所述含有靶序列的GFP报告系统HEK293T细胞系文库是通过下述方式获得的:在起始密码子ATG和GFP编码序列之间插入5bp随机序列(作为PAM序列)和24bp的protospacer(作为靶序列),造成GFP移码突变而不表达。用CMV启动子启动这个含有插入片 段的GFP基因,并构建在慢病毒表达载体上。这段序列由慢病毒介导随机插入到HEK293T细胞的基因组中,使之成为稳定的GFP报告细胞系文库。当使用基因编辑系统对靶序列进行切割后,细胞通过自身修复系统会使部分细胞恢复GFP阅读框,产生绿色荧光,通过流式分析统计GFP阳性细胞比率可以评估基因编辑系统的编辑能力及特异性。The GFP reporter system HEK293T cell line library containing the target sequence is obtained in the following manner: a 5bp random sequence (as a PAM sequence) and a 24bp protospacer (as a target sequence) are inserted between the initiation codon ATG and the GFP coding sequence ), resulting in GFP frameshift mutation and no expression. The GFP gene containing the insert was driven by the CMV promoter and constructed on a lentiviral expression vector. This sequence is randomly inserted into the genome of HEK293T cells by lentivirus, making it a stable GFP reporter cell line library. When the gene editing system is used to cut the target sequence, the cells will restore the GFP reading frame through the self-repair system to generate green fluorescence, and the editing ability and specificity of the gene editing system can be evaluated by counting the ratio of GFP positive cells by flow cytometry .

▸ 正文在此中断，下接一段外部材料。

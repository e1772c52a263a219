//! Table extraction adapter.
//!
//! Two engines work on the page geometry: the lattice engine (ruled tables,
//! accurate mode only) and the stream engine (column alignment). The primary
//! engine runs first when allowed; if it finds nothing, fails, or is skipped,
//! the secondary engine runs. Every table found is written as a CSV file and
//! rendered as a Markdown pipe table.

use crate::capabilities::Capabilities;
use crate::config::Mode;
use crate::error::{PageWarning, Pdf2NoteError};
use crate::pipeline::layout::CharLine;
use crate::pipeline::markdown::TableRef;
use crate::pipeline::source::PageContent;
use crate::pipeline::table_lattice::LatticeEngine;
use crate::pipeline::table_stream::StreamEngine;
use std::path::Path;
use thiserror::Error;
use tracing::{debug, warn};

/// Rows of cell strings; the first row is the header.
pub type TableGrid = Vec<Vec<String>>;

#[derive(Debug, Error)]
pub enum TableError {
    /// The page geometry cannot be turned into a table.
    #[error("malformed table geometry: {0}")]
    Malformed(String),
}

/// A table detector working on one page's geometry.
pub trait TableEngine: Send + Sync {
    /// Name recorded in the manifest's table entries.
    fn name(&self) -> &'static str;

    fn extract(&self, page: &PageContent, lines: &[CharLine]) -> Result<Vec<TableGrid>, TableError>;
}

/// Tables found on one page plus any engine failures.
#[derive(Debug, Default)]
pub struct PageTables {
    pub tables: Vec<TableRef>,
    pub warnings: Vec<PageWarning>,
}

/// Run the engines for one page and write each table's CSV into `tables_dir`.
///
/// Returned CSV paths are relative to the output directory
/// (`tables/p0001_table01.csv`). A CSV write failure is fatal.
pub fn extract_tables(
    page: &PageContent,
    lines: &[CharLine],
    mode: Mode,
    capabilities: &Capabilities,
    tables_dir: &Path,
) -> Result<PageTables, Pdf2NoteError> {
    let mut result = PageTables::default();

    let mut engines: Vec<&dyn TableEngine> = Vec::with_capacity(2);
    if mode == Mode::Accurate && capabilities.has_primary_table_engine {
        engines.push(&LatticeEngine);
    }
    if capabilities.has_secondary_table_engine {
        engines.push(&StreamEngine);
    }

    for engine in engines {
        let grids = match engine.extract(page, lines) {
            Ok(grids) => grids,
            Err(e) => {
                warn!(page = page.number, engine = engine.name(), "Table engine failed: {e}");
                result.warnings.push(PageWarning::TableEngineFailed {
                    page: page.number,
                    engine: engine.name().to_string(),
                    detail: e.to_string(),
                });
                continue;
            }
        };
        if grids.is_empty() {
            continue;
        }

        for (i, rows) in grids.iter().enumerate() {
            let file_name = format!("p{:04}_table{:02}.csv", page.number, i + 1);
            let csv_path = tables_dir.join(&file_name);
            std::fs::write(&csv_path, rows_to_csv(rows)).map_err(|e| {
                Pdf2NoteError::OutputWriteFailed {
                    path: csv_path.clone(),
                    source: e,
                }
            })?;
            result.tables.push(TableRef {
                markdown: rows_to_markdown(rows),
                csv_path: Some(format!("tables/{file_name}")),
                engine: engine.name().to_string(),
            });
        }
        debug!(page = page.number, engine = engine.name(), count = grids.len(), "Tables extracted");
        break;
    }

    Ok(result)
}

/// Markdown pipe table. Short body rows are padded to the header width.
pub fn rows_to_markdown(rows: &[Vec<String>]) -> Option<String> {
    let (header, body) = rows.split_first()?;

    let mut lines = vec![
        pipe_row(header.iter().map(String::as_str)),
        pipe_row(header.iter().map(|_| "---")),
    ];
    for row in body {
        let padding = header.len().saturating_sub(row.len());
        lines.push(pipe_row(
            row.iter()
                .map(String::as_str)
                .chain(std::iter::repeat_n("", padding)),
        ));
    }
    Some(lines.join("\n"))
}

fn pipe_row<'a>(cells: impl Iterator<Item = &'a str>) -> String {
    format!("| {} |", cells.map(str::trim).collect::<Vec<_>>().join(" | "))
}

/// RFC 4180 CSV with `\r\n` row endings.
pub fn rows_to_csv(rows: &[Vec<String>]) -> String {
    let mut out = String::new();
    for row in rows {
        let fields: Vec<String> = row.iter().map(|f| csv_field(f)).collect();
        out.push_str(&fields.join(","));
        out.push_str("\r\n");
    }
    out
}

fn csv_field(field: &str) -> String {
    if field.contains([',', '"', '\r', '\n']) {
        format!("\"{}\"", field.replace('"', "\"\""))
    } else {
        field.to_string()
    }
}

上述转染过程包括如下步骤:Above-mentioned transfection process comprises the following steps:
第0天,根据转染所需,将含有靶序列的GFP报告系统HEK293T细胞系文库在6孔板进行铺板,细胞密度控制在30%。On day 0, according to the requirements of transfection, the GFP reporter system HEK293T cell line library containing the target sequence was plated on a 6-well plate, and the cell density was controlled at 30%.
该含有靶序列的GFP报告系统HEK293T细胞系文库中包含CMV-ATG-PAM-target site-GFP的核苷酸序列,其中,其中PAM序列为5bp随机序列,靶位点(target site)的序列为GGATATGTTGAAGAACACCATGAC(图15)。The GFP reporter system HEK293T cell line library containing the target sequence comprises the nucleotide sequence of CMV-ATG-PAM-target site-GFP, wherein the PAM sequence is a 5bp random sequence, and the sequence of the target site (target site) is GGATATGTTGAAGAACACCATGAC (FIG. 15).
第1天,进行转染,转染过程如下:On day 1, transfection was performed, and the transfection process was as follows:
分别取2μg待转染质粒pAAV2_Cas12-hU6-sgRNA_ITR加入至100μL Opti-MEM培养基(购于Gibco公司)中,轻轻吹打混匀。Take 2 μg of the plasmid to be transfected, pAAV2_Cas12-hU6-sgRNA_ITR, and add it to 100 μL of Opti-MEM medium (purchased from Gibco), and gently blow and mix.
Figure PCTCN2022096002-appb-000060
2000(购于Invitrogen公司)或PEI(购于polysciences公司)轻弹混匀,吸取5μL
Figure PCTCN2022096002-appb-000061
2000或PEI加入至100μL Opti-MEM培养基中,轻轻混匀,室温静置5min。
Will
Figure PCTCN2022096002-appb-000060
2000 (purchased from Invitrogen) or PEI (purchased from polysciences) flick to mix, pipette 5 μL
Figure PCTCN2022096002-appb-000061
2000 or PEI was added to 100 μL Opti-MEM medium, mixed gently, and allowed to stand at room temperature for 5 minutes.
将经稀释的质粒和经稀释的转染试剂进行混合,轻轻吹打混匀,得到的混合液室温静置20min,然后加入到含有靶序列的GFP报告系统HEK293T细胞系文库的培养基中,并将其置于37℃、5%CO 2培养箱中继续培养。 The diluted plasmid and the diluted transfection reagent were mixed, gently blown and mixed, and the resulting mixture was allowed to stand at room temperature for 20 minutes, and then added to the culture medium of the GFP reporter system HEK293T cell line library containing the target sequence, and Place it in a 37°C, 5% CO 2 incubator to continue culturing.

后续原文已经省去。